Sucrose nods. "Right away, Mr. Albedo."
As his assistant turns away, only then does Albedo realize just how different she looks. Dark bags hang under her eyes, a mirror of the ones under his own, and her clothes hang off her bones a little more than they used to. The slouch of her shoulders, the curve of her spine—somehow, it all looks overwhelmingly sad.
He clears his throat. "Sucrose?"
A pause at the door, one hand on the knob. "Yes?"
"I'm sorry."
And he means it. For tonight, for this project, for everything.
She smiles, though the sentiment doesn't quite reach her eyes. "I know. I am too."
/
There is a crumpled photograph sticking out of the pocket of the scientist's lab coat.
You notice it first when he's leaning over you, one hand gently thumbing under your eye to pull at the thin skin of your lower eyelid. He's looking for redness, he tells you, or any other symptoms related to your vision. You tell him that your vision is fine, but he checks anyway.
The photograph looks to be years-old, based on the way the edges are faded and the corners are dog-eared, but it's still visible enough. You recognize a younger version of the man before you, along with two others—an older woman, and a young girl. His family, you suppose.
It's an interesting thing to keep in his lab coat. Most other scientists you've met only kept pens and needles and pipettes in theirs. It's a sweet gesture, really. It must be nice to have family waiting for you back home, to have a purpose in your hard work.
You're not entirely sure what your purpose is.
You remember being augmented. You don't remember why. You don't remember who did this to you. All you remember are the screams, agonizing pain like skin tears from bone, the white fluorescent lighting overhead. Even now, the distinct scent of chemicals seems to cling to your skin wherever you go.
You'll never escape that part of yourself. And even if you could, you're not sure that you would.
You've been told that you're an essential piece in this war—the only one of your kind. That's why this man is trying to replicate your condition. It makes you useful. You find that you like that feeling, even if it's all that you have.
The scientist tells you that your memories have grown increasingly faint recently. You're forced to believe him, because you can't remember it ever being different. Before today, had you been able to remember the soldiers who fought alongside you? Before today, had you been able to remember yourself?
You ask him for his name. He blinks once at the question, almost in slow-motion, like the slow drip of honey.
"It's better if you don't know," he replies. An odd answer, you think.
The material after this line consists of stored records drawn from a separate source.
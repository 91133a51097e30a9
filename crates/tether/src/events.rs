//! Hub events and the sink they are published to.
//!
//! Delivery is fire-and-forget and at most once per `notify` call. The
//! WebSocket layer (or anything else) subscribes to a [`BroadcastSink`].

use log::debug;
use serde::Serialize;
use tokio::sync::broadcast;

use crate::agent::{AgentType, InvocationCredential};
use crate::backend::BackendStatus;
use crate::queue::DirectStatus;

/// Observable outcome of routing work.
#[derive(Debug, Clone, PartialEq, Serialize)]
#[serde(tag = "type", rename_all = "snake_case")]
pub enum HubEvent {
    TypingStarted {
        agent: String,
        channel_id: String,
    },
    TypingStopped {
        agent: String,
        channel_id: String,
        #[serde(skip_serializing_if = "Option::is_none")]
        error: Option<String>,
    },
    /// A recipient was skipped because it is a ghost.
    AgentUnreachable {
        agent: String,
        channel_id: String,
    },
    CredentialUpdated {
        agent: String,
        credential: Option<InvocationCredential>,
    },
    BackendStatusChanged {
        cli: AgentType,
        port: u16,
        status: BackendStatus,
        #[serde(skip_serializing_if = "Option::is_none")]
        error: Option<String>,
    },
    DirectMessageResolved {
        entry_id: String,
        from_agent: String,
        to_agent: String,
        status: DirectStatus,
        #[serde(skip_serializing_if = "Option::is_none")]
        response: Option<String>,
    },
}

/// Receiver of hub events.
pub trait EventSink: Send + Sync {
    fn notify(&self, event: HubEvent);
}

/// Event sink that fans out over a tokio broadcast channel.
#[derive(Debug, Clone)]
pub struct BroadcastSink {
    tx: broadcast::Sender<HubEvent>,
}

impl BroadcastSink {
    pub fn new(capacity: usize) -> Self {
        let (tx, _) = broadcast::channel(capacity);
        Self { tx }
    }

    pub fn subscribe(&self) -> broadcast::Receiver<HubEvent> {
        self.tx.subscribe()
    }

    pub fn subscriber_count(&self) -> usize {
        self.tx.receiver_count()
    }
}

impl Default for BroadcastSink {
    fn default() -> Self {
        Self::new(256)
    }
}

impl EventSink for BroadcastSink {
    fn notify(&self, event: HubEvent) {
        if self.tx.send(event).is_err() {
            debug!("event dropped: no subscribers");
        }
    }
}

/// Drain every event currently buffered on `rx`.
pub fn drain(rx: &mut broadcast::Receiver<HubEvent>) -> Vec<HubEvent> {
    let mut events = Vec::new();
    loop {
        match rx.try_recv() {
            Ok(event) => events.push(event),
            Err(broadcast::error::TryRecvError::Lagged(_)) => continue,
            Err(_) => break,
        }
    }
    events
}

#[cfg(test)]
mod tests {
    use super::*;

    #[test]
    fn test_notify_without_subscribers_is_silent() {
        let sink = BroadcastSink::new(4);
        sink.notify(HubEvent::TypingStarted {
            agent: "nibex".into(),
            channel_id: "c1".into(),
        });
        assert_eq!(sink.subscriber_count(), 0);
    }

    #[test]
    fn test_subscriber_receives_events_in_order() {
        let sink = BroadcastSink::new(4);
        let mut rx = sink.subscribe();
        sink.notify(HubEvent::TypingStarted {
            agent: "nibex".into(),
            channel_id: "c1".into(),
        });
        sink.notify(HubEvent::TypingStopped {
            agent: "nibex".into(),
            channel_id: "c1".into(),
            error: None,
        });
        let events = drain(&mut rx);
        assert_eq!(events.len(), 2);
        assert!(matches!(events[0], HubEvent::TypingStarted { .. }));
    }

    #[test]
    fn test_event_serializes_with_type_tag() {
        let json = serde_json::to_value(HubEvent::AgentUnreachable {
            agent: "nibex".into(),
            channel_id: "c1".into(),
        })
        .unwrap();
        assert_eq!(json["type"], "agent_unreachable");
    }
}
fn direct_from_row(row: &SqliteRow) -> StoreResult<DirectQueueEntry> {
    let status: String = row.try_get("status")?;
    let created_at: String = row.try_get("created_at")?;
    Ok(DirectQueueEntry {
        id: row.try_get("id")?,
        from_agent: row.try_get("from_agent")?,
        to_agent: row.try_get("to_agent")?,
        prompt: row.try_get("prompt")?,
        wrapped_prompt: row.try_get("wrapped_prompt")?,
        status: status.parse().map_err(StoreError::Corrupt)?,
        response: row.try_get("response")?,
        created_at: parse_ts("created_at", &created_at)?,
        delivered_at: parse_opt_ts("delivered_at", row.try_get("delivered_at")?)?,
        responded_at: parse_opt_ts("responded_at", row.try_get("responded_at")?)?,
    })
}

impl SqliteStore {
    fn require_update(&self, name: &str, rows: u64) -> StoreResult<()> {
        if rows == 0 {
            return Err(StoreError::AgentNotFound(name.to_string()));
        }
        Ok(())
    }

    async fn fetch_agent(&self, name: &str) -> StoreResult<AgentIdentity> {
        self.get_agent(name)
            .await?
            .ok_or_else(|| StoreError::AgentNotFound(name.to_string()))
    }
}

#[async_trait]
impl AgentStore for SqliteStore {
    async fn upsert_agent(&self, agent: &AgentIdentity) -> StoreResult<AgentIdentity> {
        let (server_url, session_id) = match &agent.credential {
            Some(c) => (Some(c.server_url.as_str()), Some(c.session_id.as_str())),
            None => (None, None),
        };

        sqlx::query(
            r#"
            INSERT INTO agents (id, name, agent_type, project_path, project_name, status,
                description, personality, current_task, gender, server_url, provider_session_id,
                cli_session_id, backend_session_id, created_at, last_seen_at)
            VALUES (?, ?, ?, ?, ?, ?, ?, ?, ?, ?, ?, ?, ?, ?, ?, ?)
            ON CONFLICT(name) DO UPDATE SET
                agent_type = excluded.agent_type,
                project_path = excluded.project_path,
                project_name = excluded.project_name,
                status = excluded.status,
                description = excluded.description,
                personality = excluded.personality,
                current_task = excluded.current_task,
                gender = excluded.gender,
                server_url = excluded.server_url,
                provider_session_id = excluded.provider_session_id,
                cli_session_id = excluded.cli_session_id,
                backend_session_id = excluded.backend_session_id,
                last_seen_at = excluded.last_seen_at
            "#,
        )
        .bind(&agent.id)
        .bind(&agent.name)
        .bind(agent.agent_type.as_str())
        .bind(&agent.project_path)
        .bind(&agent.project_name)
        .bind(agent.status.to_string())
        .bind(&agent.profile.description)
        .bind(&agent.profile.personality)
        .bind(&agent.profile.current_task)
        .bind(&agent.profile.gender)
        .bind(server_url)
        .bind(session_id)
        .bind(&agent.cli_session_id)
        .bind(&agent.backend_session_id)
        .bind(ts(agent.created_at))
        .bind(ts(agent.last_seen_at))
        .execute(&self.pool)
        .await?;

        self.fetch_agent(&agent.name).await
    }

    async fn get_agent(&self, name: &str) -> StoreResult<Option<AgentIdentity>> {
        let row = sqlx::query(&format!("SELECT {AGENT_COLUMNS} FROM agents WHERE name = ?"))
            .bind(name)
            .fetch_optional(&self.pool)
            .await?;
        row.as_ref().map(agent_from_row).transpose()
    }

    async fn list_agents(&self) -> StoreResult<Vec<AgentIdentity>> {
        let rows = sqlx::query(&format!("SELECT {AGENT_COLUMNS} FROM agents ORDER BY name"))
            .fetch_all(&self.pool)
            .await?;
        rows.iter().map(agent_from_row).collect()
    }

    async fn set_status(&self, name: &str, status: AgentStatus) -> StoreResult<()> {
        let result = sqlx::query("UPDATE agents SET status = ? WHERE name = ?")
            .bind(status.to_string())
            .bind(name)
            .execute(&self.pool)
            .await?;
        self.require_update(name, result.rows_affected())
    }

    async fn set_agent_type(&self, name: &str, agent_type: AgentType) -> StoreResult<()> {
        let result = sqlx::query("UPDATE agents SET agent_type = ? WHERE name = ?")
            .bind(agent_type.as_str())
            .bind(name)
            .execute(&self.pool)
            .await?;
        self.require_update(name, result.rows_affected())
    }

    async fn touch(&self, name: &str) -> StoreResult<()> {
        let result = sqlx::query("UPDATE agents SET last_seen_at = ? WHERE name = ?")
            .bind(ts(Utc::now()))
            .bind(name)
            .execute(&self.pool)
            .await?;
        self.require_update(name, result.rows_affected())
    }

    async fn update_profile(&self, name: &str, update: &ProfileUpdate) -> StoreResult<AgentIdentity> {
        let result = sqlx::query(
            r#"
            UPDATE agents SET
                description = COALESCE(?, description),
                personality = COALESCE(?, personality),
                current_task = COALESCE(?, current_task),
                gender = COALESCE(?, gender)
            WHERE name = ?
            "#,
        )
        .bind(&update.description)
        .bind(&update.personality)
        .bind(&update.current_task)
        .bind(&update.gender)
        .bind(name)
        .execute(&self.pool)
        .await?;
        self.require_update(name, result.rows_affected())?;
        self.fetch_agent(name).await
    }

    async fn claim_credential(
        &self,
        name: &str,
        credential: &InvocationCredential,
    ) -> StoreResult<Vec<String>> {
        let mut tx = self.pool.begin().await?;

        let result = sqlx::query(
            "UPDATE agents SET server_url = ?, provider_session_id = ? WHERE name = ?",
        )
        .bind(&credential.server_url)
        .bind(&credential.session_id)
        .bind(name)
        .execute(&mut *tx)
        .await?;
        if result.rows_affected() == 0 {
            return Err(StoreError::AgentNotFound(name.to_string()));
        }

        let cleared: Vec<String> = sqlx::query(
            "SELECT name FROM agents WHERE provider_session_id = ? AND name != ? ORDER BY name",
        )
        .bind(&credential.session_id)
        .bind(name)
        .fetch_all(&mut *tx)
        .await?
        .iter()
        .map(|row| row.try_get("name"))
        .collect::<Result<_, _>>()?;

        sqlx::query(
            "UPDATE agents SET server_url = NULL, provider_session_id = NULL \
             WHERE provider_session_id = ? AND name != ?",
        )
        .bind(&credential.session_id)
        .bind(name)
        .execute(&mut *tx)
        .await?;

        tx.commit().await?;
        Ok(cleared)
    }

    async fn clear_credential(&self, name: &str) -> StoreResult<()> {
        let result = sqlx::query(
            "UPDATE agents SET server_url = NULL, provider_session_id = NULL WHERE name = ?",
        )
        .bind(name)
        .execute(&self.pool)
        .await?;
        self.require_update(name, result.rows_affected())
    }

    async fn claimed_session_ids(&self, except: &str) -> StoreResult<HashSet<String>> {
        let rows = sqlx::query(
            "SELECT provider_session_id FROM agents \
             WHERE provider_session_id IS NOT NULL AND name != ?",
        )
        .bind(except)
        .fetch_all(&self.pool)
        .await?;
        rows.iter()
            .map(|row| row.try_get("provider_session_id").map_err(StoreError::from))
            .collect()
    }

    async fn set_cli_session(&self, name: &str, session_id: Option<&str>) -> StoreResult<()> {
        let result = sqlx::query("UPDATE agents SET cli_session_id = ? WHERE name = ?")
            .bind(session_id)
            .bind(name)
            .execute(&self.pool)
            .await?;
        self.require_update(name, result.rows_affected())
    }

    async fn set_backend_session(&self, name: &str, session_id: Option<&str>) -> StoreResult<()> {
        let result = sqlx::query("UPDATE agents SET backend_session_id = ? WHERE name = ?")
            .bind(session_id)
            .bind(name)
            .execute(&self.pool)
            .await?;
        self.require_update(name, result.rows_affected())
    }
}
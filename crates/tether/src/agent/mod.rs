//! Registered agents and their local registration sessions.

pub mod models;
pub mod service;

pub use models::{
    AgentIdentity, AgentProfile, AgentStatus, AgentType, InvocationCredential, OsSession,
    ProfileUpdate,
};
pub use service::{AgentService, RegisterRequest};
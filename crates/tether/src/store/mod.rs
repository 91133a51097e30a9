//! Persistence seams for agents, OS sessions and the direct-message queue.
//!
//! Two implementations are provided: [`SqliteStore`] for the running hub and
//! [`MemoryStore`] for tests and ephemeral runs. Both enforce the same rules:
//!
//! - a remote session id is held by at most one agent; claiming it clears
//!   it from any previous holder;
//! - opening an OS session deactivates the agent's older ones;
//! - direct-queue status changes only follow [`DirectStatus::predecessors`].

mod memory;
mod sqlite;

use async_trait::async_trait;
use chrono::{DateTime, Utc};
use std::collections::HashSet;
use thiserror::Error;

use crate::agent::{AgentIdentity, AgentStatus, AgentType, InvocationCredential, OsSession, ProfileUpdate};
use crate::queue::{DirectQueueEntry, DirectStatus, QueueFilter};

pub use memory::MemoryStore;
pub use sqlite::SqliteStore;

/// Errors from the persistence layer.
#[derive(Debug, Error)]
pub enum StoreError {
    #[error("database error: {0}")]
    Database(#[from] sqlx::Error),

    #[error("agent not found: {0}")]
    AgentNotFound(String),

    #[error("corrupt record: {0}")]
    Corrupt(String),
}

pub type StoreResult<T> = Result<T, StoreError>;

#[async_trait]
pub trait AgentStore: Send + Sync {
    /// Insert a new agent or update the one with the same name (keeping its id).
    async fn upsert_agent(&self, agent: &AgentIdentity) -> StoreResult<AgentIdentity>;

    async fn get_agent(&self, name: &str) -> StoreResult<Option<AgentIdentity>>;

    async fn list_agents(&self) -> StoreResult<Vec<AgentIdentity>>;

    async fn set_status(&self, name: &str, status: AgentStatus) -> StoreResult<()>;

    async fn set_agent_type(&self, name: &str, agent_type: AgentType) -> StoreResult<()>;

    /// Bump `last_seen_at`.
    async fn touch(&self, name: &str) -> StoreResult<()>;

    async fn update_profile(&self, name: &str, update: &ProfileUpdate) -> StoreResult<AgentIdentity>;

    /// Attach a credential to `name`, clearing the same session id from every other agent.
    ///
    /// Returns the names of agents that lost the credential.
    async fn claim_credential(
        &self,
        name: &str,
        credential: &InvocationCredential,
    ) -> StoreResult<Vec<String>>;

    async fn clear_credential(&self, name: &str) -> StoreResult<()>;

    /// Session ids currently held by agents other than `except`.
    async fn claimed_session_ids(&self, except: &str) -> StoreResult<HashSet<String>>;

    async fn set_cli_session(&self, name: &str, session_id: Option<&str>) -> StoreResult<()>;

    async fn set_backend_session(&self, name: &str, session_id: Option<&str>) -> StoreResult<()>;
}

#[async_trait]
pub trait OsSessionStore: Send + Sync {
    /// Open a new active session for `agent_id`, deactivating any older ones.
    async fn open_os_session(&self, agent_id: &str, pid: u32, tty: &str) -> StoreResult<OsSession>;

    async fn active_os_session(&self, agent_id: &str) -> StoreResult<Option<OsSession>>;

    /// Deactivate all sessions of an agent. Returns how many were active.
    async fn close_os_sessions(&self, agent_id: &str) -> StoreResult<u64>;
}

#[async_trait]
pub trait DirectQueueStore: Send + Sync {
    async fn insert_direct(&self, entry: &DirectQueueEntry) -> StoreResult<()>;

    async fn get_direct(&self, id: &str) -> StoreResult<Option<DirectQueueEntry>>;

    /// Move `id` to `next` if its current status is one of `next.predecessors()`.
    ///
    /// Returns whether the write was applied.
    async fn transition_direct(
        &self,
        id: &str,
        next: DirectStatus,
        response: Option<&str>,
    ) -> StoreResult<bool>;

    /// Mark every pending entry for `to_agent` delivered and return them, oldest first.
    async fn take_pending_direct(&self, to_agent: &str) -> StoreResult<Vec<DirectQueueEntry>>;

    /// Expire pending/delivered entries created before `cutoff`. Returns how many changed.
    async fn expire_direct_before(&self, cutoff: DateTime<Utc>) -> StoreResult<u64>;

    /// Newest first, limited by [`QueueFilter::effective_limit`].
    async fn list_direct(&self, filter: &QueueFilter) -> StoreResult<Vec<DirectQueueEntry>>;
}

/// Everything the hub needs from persistence.
pub trait Store: AgentStore + OsSessionStore + DirectQueueStore {}

impl<T: AgentStore + OsSessionStore + DirectQueueStore> Store for T {}
//! SQLite connection pool and migrations.

use anyhow::{Context, Result};
use sqlx::sqlite::{SqliteConnectOptions, SqlitePool, SqlitePoolOptions};
use std::path::Path;
use std::str::FromStr;

/// Database connection pool.
#[derive(Debug, Clone)]
pub struct Database {
    pool: SqlitePool,
}

impl Database {
    /// Open (creating if needed) the database at `path` and run migrations.
    pub async fn new(path: &Path) -> Result<Self> {
        if let Some(parent) = path.parent() {
            std::fs::create_dir_all(parent)
                .with_context(|| format!("creating database directory: {}", parent.display()))?;
        }

        let database_url = format!("sqlite://{}?mode=rwc", path.display());

        let options = SqliteConnectOptions::from_str(&database_url)
            .context("parsing database URL")?
            .create_if_missing(true)
            .journal_mode(sqlx::sqlite::SqliteJournalMode::Wal)
            .busy_timeout(std::time::Duration::from_secs(30));

        let pool = SqlitePoolOptions::new()
            .max_connections(5)
            .connect_with(options)
            .await
            .context("connecting to database")?;

        let db = Self { pool };
        db.run_migrations().await?;

        Ok(db)
    }

    /// Create an in-memory database.
    pub async fn in_memory() -> Result<Self> {
        let options = SqliteConnectOptions::from_str("sqlite::memory:")
            .context("parsing in-memory database URL")?;

        // A single connection: every new in-memory connection is a fresh database.
        let pool = SqlitePoolOptions::new()
            .max_connections(1)
            .connect_with(options)
            .await
            .context("connecting to in-memory database")?;

        let db = Self { pool };
        db.run_migrations().await?;

        Ok(db)
    }

    async fn run_migrations(&self) -> Result<()> {
        sqlx::migrate!("./migrations")
            .run(&self.pool)
            .await
            .context("running database migrations")?;
        Ok(())
    }

    pub fn pool(&self) -> &SqlitePool {
        &self.pool
    }
}
//! Periodically refreshed ghost map for display.

use chrono::{DateTime, Utc};
use log::{debug, info, warn};
use std::collections::{HashMap, HashSet};
use std::sync::Arc;
use std::time::Duration;
use tokio::sync::{Mutex, RwLock};
use tokio::task::JoinHandle;
use tokio_util::sync::CancellationToken;

use super::{LivenessOracle, SessionListing};
use crate::agent::AgentType;
use crate::store::{Store, StoreResult};

struct RefreshLoop {
    cancel: CancellationToken,
    handle: JoinHandle<()>,
}

/// Agent name → ghost flag, rebuilt on an interval.
///
/// Unreachable backends are treated as alive here; the map is cosmetic and
/// must not flap when a server is briefly down. The invocation path uses
/// [`LivenessOracle::is_ghost`] instead.
pub struct GhostCache {
    oracle: Arc<LivenessOracle>,
    store: Arc<dyn Store>,
    interval: Duration,
    ghosts: RwLock<HashMap<String, bool>>,
    refreshed_at: RwLock<Option<DateTime<Utc>>>,
    task: Mutex<Option<RefreshLoop>>,
}

impl GhostCache {
    pub fn new(oracle: Arc<LivenessOracle>, store: Arc<dyn Store>, interval: Duration) -> Self {
        Self {
            oracle,
            store,
            interval,
            ghosts: RwLock::new(HashMap::new()),
            refreshed_at: RwLock::new(None),
            task: Mutex::new(None),
        }
    }

    /// Cached flag for `name`; `None` until the first refresh has seen the agent.
    pub async fn get(&self, name: &str) -> Option<bool> {
        self.ghosts.read().await.get(name).copied()
    }

    pub async fn snapshot(&self) -> HashMap<String, bool> {
        self.ghosts.read().await.clone()
    }

    pub async fn refreshed_at(&self) -> Option<DateTime<Utc>> {
        *self.refreshed_at.read().await
    }

    /// Rebuild the map.
    ///
    /// Makes at most one session-list call per distinct backend URL. Agents whose
    /// check fails keep their previous value. Returns the number of ghosts.
    pub async fn refresh(&self) -> StoreResult<usize> {
        let agents = self.store.list_agents().await?;

        let urls: HashSet<&str> = agents
            .iter()
            .filter_map(|a| a.credential.as_ref().map(|c| c.server_url.as_str()))
            .collect();
        let listings: HashMap<&str, SessionListing> =
            futures::future::join_all(urls.into_iter().map(|url| async move {
                (url, self.oracle.list_sessions(url).await)
            }))
            .await
            .into_iter()
            .collect();

        let previous = self.snapshot().await;
        let mut next = HashMap::with_capacity(agents.len());
        for agent in &agents {
            let ghost = if agent.agent_type == AgentType::System {
                Some(false)
            } else if let Some(cred) = &agent.credential {
                listings
                    .get(cred.server_url.as_str())
                    .map(|listing| !listing.lenient_contains(&cred.session_id))
            } else {
                match self.oracle.os_session_alive(agent).await {
                    Ok(alive) => Some(!alive),
                    Err(e) => {
                        warn!("ghost check for {} failed: {}", agent.name, e);
                        previous.get(&agent.name).copied()
                    }
                }
            };
            if let Some(ghost) = ghost {
                next.insert(agent.name.clone(), ghost);
            }
        }

        let ghosts = next.values().filter(|g| **g).count();
        *self.ghosts.write().await = next;
        *self.refreshed_at.write().await = Some(Utc::now());
        debug!("ghost cache refreshed: {} agents, {} ghosts", agents.len(), ghosts);
        Ok(ghosts)
    }

    /// Start the background refresh loop. A second call is a no-op.
    pub async fn start(self: &Arc<Self>) {
        let mut task = self.task.lock().await;
        if task.is_some() {
            return;
        }
        let cancel = CancellationToken::new();
        let token = cancel.clone();
        let cache = Arc::clone(self);
        let handle = tokio::spawn(async move {
            let mut interval = tokio::time::interval(cache.interval);
            interval.set_missed_tick_behavior(tokio::time::MissedTickBehavior::Delay);
            loop {
                tokio::select! {
                    _ = token.cancelled() => break,
                    _ = interval.tick() => {
                        if let Err(e) = cache.refresh().await {
                            warn!("ghost cache refresh failed: {}", e);
                        }
                    }
                }
            }
            debug!("ghost cache loop stopped");
        });
        info!("ghost cache refreshing every {:?}", self.interval);
        *task = Some(RefreshLoop { cancel, handle });
    }

    /// Cancel the refresh loop and wait for it to finish.
    pub async fn stop(&self) {
        let Some(task) = self.task.lock().await.take() else {
            return;
        };
        task.cancel.cancel();
        if let Err(e) = task.handle.await {
            warn!("ghost cache loop ended abnormally: {}", e);
        }
    }

    pub async fn is_running(&self) -> bool {
        self.task.lock().await.is_some()
    }
}

#[cfg(test)]
mod tests {
    use super::super::testing::FixedProbe;
    use super::*;
    use crate::agent::{AgentIdentity, InvocationCredential};
    use crate::opencode::test_server::{self, FakeState};
    use crate::store::{AgentStore, MemoryStore, OsSessionStore};
    use serde_json::json;

    async fn cache_with(store: Arc<MemoryStore>) -> Arc<GhostCache> {
        let oracle = Arc::new(LivenessOracle::new(
            store.clone(),
            reqwest::Client::new(),
            Arc::new(FixedProbe::with(&[7])),
            Duration::from_secs(2),
        ));
        Arc::new(GhostCache::new(oracle, store, Duration::from_millis(20)))
    }

    fn dead_url() -> String {
        let listener = std::net::TcpListener::bind("127.0.0.1:0").unwrap();
        let port = listener.local_addr().unwrap().port();
        drop(listener);
        format!("http://127.0.0.1:{port}")
    }

    #[tokio::test]
    async fn test_refresh_classifies_agents() {
        let state = Arc::new(std::sync::Mutex::new(FakeState {
            healthy: true,
            sessions: vec![json!({"id": "ses_live"})],
            ..Default::default()
        }));
        let url = test_server::spawn(state).await;
        let store = Arc::new(MemoryStore::new());

        let mut live = AgentIdentity::new("live", AgentType::Opencode, "/p");
        live.credential = Some(InvocationCredential::new(url.clone(), "ses_live"));
        let mut stale = AgentIdentity::new("stale", AgentType::Opencode, "/p");
        stale.credential = Some(InvocationCredential::new(url, "ses_gone"));
        let mut offline_server = AgentIdentity::new("far", AgentType::Opencode, "/p");
        offline_server.credential = Some(InvocationCredential::new(dead_url(), "ses_x"));
        let local = store
            .upsert_agent(&AgentIdentity::new("local", AgentType::Claude, "/p"))
            .await
            .unwrap();
        store.open_os_session(&local.id, 7, "").await.unwrap();
        for agent in [&live, &stale, &offline_server] {
            store.upsert_agent(agent).await.unwrap();
        }
        store
            .upsert_agent(&AgentIdentity::new("sys", AgentType::System, "/"))
            .await
            .unwrap();

        let cache = cache_with(store).await;
        assert_eq!(cache.refresh().await.unwrap(), 1);
        assert_eq!(cache.get("live").await, Some(false));
        assert_eq!(cache.get("stale").await, Some(true));
        assert_eq!(cache.get("far").await, Some(false));
        assert_eq!(cache.get("local").await, Some(false));
        assert_eq!(cache.get("sys").await, Some(false));
        assert!(cache.refreshed_at().await.is_some());
    }

    #[tokio::test]
    async fn test_refresh_lists_each_server_once() {
        let state = Arc::new(std::sync::Mutex::new(FakeState {
            healthy: true,
            sessions: vec![json!({"id": "ses_a"}), json!({"id": "ses_b"})],
            ..Default::default()
        }));
        let url = test_server::spawn(state.clone()).await;
        let store = Arc::new(MemoryStore::new());
        for (name, session) in [("yara", "ses_a"), ("nibex", "ses_b"), ("quill", "ses_gone")] {
            let mut agent = AgentIdentity::new(name, AgentType::Opencode, "/p");
            agent.credential = Some(InvocationCredential::new(url.clone(), session));
            store.upsert_agent(&agent).await.unwrap();
        }

        let cache = cache_with(store).await;
        assert_eq!(cache.refresh().await.unwrap(), 1);
        assert_eq!(state.lock().unwrap().listed, 1);
        assert_eq!(cache.get("quill").await, Some(true));

        cache.refresh().await.unwrap();
        assert_eq!(state.lock().unwrap().listed, 2);
    }

    #[tokio::test]
    async fn test_start_stop_lifecycle() {
        let store = Arc::new(MemoryStore::new());
        store
            .upsert_agent(&AgentIdentity::new("yara", AgentType::Codex, "/p"))
            .await
            .unwrap();
        let cache = cache_with(store).await;

        cache.start().await;
        cache.start().await;
        assert!(cache.is_running().await);
        tokio::time::sleep(Duration::from_millis(60)).await;
        assert_eq!(cache.get("yara").await, Some(true));

        cache.stop().await;
        assert!(!cache.is_running().await);
    }
}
Even the worst of the worst scientists that you've encountered always wanted you to know their names. It was an ego thing, or so you assume—these types tended to want their name on everything, so obsessed with their ability to change the world under their personal vision.
But the man before you simply shrugs before telling you you're free to go for today.
He doesn't wait to watch you leave. Instead, he makes a beeline for the three filing cabinets in the corner of the room, pulling drawers open and yanking out random sheets of paper. You don't recognize the symbols on them too well—chemical formulas, biological diagrams, and the like.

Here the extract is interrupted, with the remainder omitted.